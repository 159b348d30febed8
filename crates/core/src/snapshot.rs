//! Read-only views of a parent repository snapshot.
//!
//! The state resolver only needs two things from a snapshot: whether a file
//! is part of it, and the file's content. A file can be part of a snapshot
//! and still fail to read with `NotFound` (tracked, but deleted from the
//! working copy); the resolver treats that case as "no entries".

use std::collections::BTreeMap;
use std::io;
use std::path::{Path, PathBuf};

/// A read-only repository context.
pub trait Snapshot {
    /// True if `name` (a `/`-separated path) belongs to the snapshot.
    fn contains(&self, name: &str) -> bool;

    /// Content of `name`.
    fn read(&self, name: &str) -> io::Result<Vec<u8>>;
}

/// The checked-out working directory of a parent repository.
#[derive(Debug, Clone)]
pub struct WorkingDir {
    root: PathBuf,
}

impl WorkingDir {
    pub fn new(root: impl Into<PathBuf>) -> Self {
        Self { root: root.into() }
    }

    pub fn root(&self) -> &Path {
        &self.root
    }
}

impl Snapshot for WorkingDir {
    fn contains(&self, name: &str) -> bool {
        self.root.join(name).symlink_metadata().is_ok()
    }

    fn read(&self, name: &str) -> io::Result<Vec<u8>> {
        std::fs::read(self.root.join(name))
    }
}

/// An in-memory snapshot.
///
/// Entries set to `None` are tracked but missing, which is how a file deleted
/// from a working copy looks to the resolver.
#[derive(Debug, Clone, Default)]
pub struct MemorySnapshot {
    files: BTreeMap<String, Option<Vec<u8>>>,
}

impl MemorySnapshot {
    pub fn new() -> Self {
        Self::default()
    }

    pub fn with_file(mut self, name: &str, data: impl Into<Vec<u8>>) -> Self {
        self.insert(name, data);
        self
    }

    pub fn insert(&mut self, name: &str, data: impl Into<Vec<u8>>) {
        self.files.insert(name.to_string(), Some(data.into()));
    }

    /// Keep `name` listed in the snapshot but make reads fail with `NotFound`.
    pub fn mark_deleted(&mut self, name: &str) {
        self.files.insert(name.to_string(), None);
    }
}

impl Snapshot for MemorySnapshot {
    fn contains(&self, name: &str) -> bool {
        self.files.contains_key(name)
    }

    fn read(&self, name: &str) -> io::Result<Vec<u8>> {
        match self.files.get(name) {
            Some(Some(data)) => Ok(data.clone()),
            _ => Err(io::Error::new(
                io::ErrorKind::NotFound,
                format!("{name} not found in snapshot"),
            )),
        }
    }
}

══════════════════════════════

__Work request__: Report the number of lines in the records above that contain "NotFound", with no other text.

__Result of the task__: 3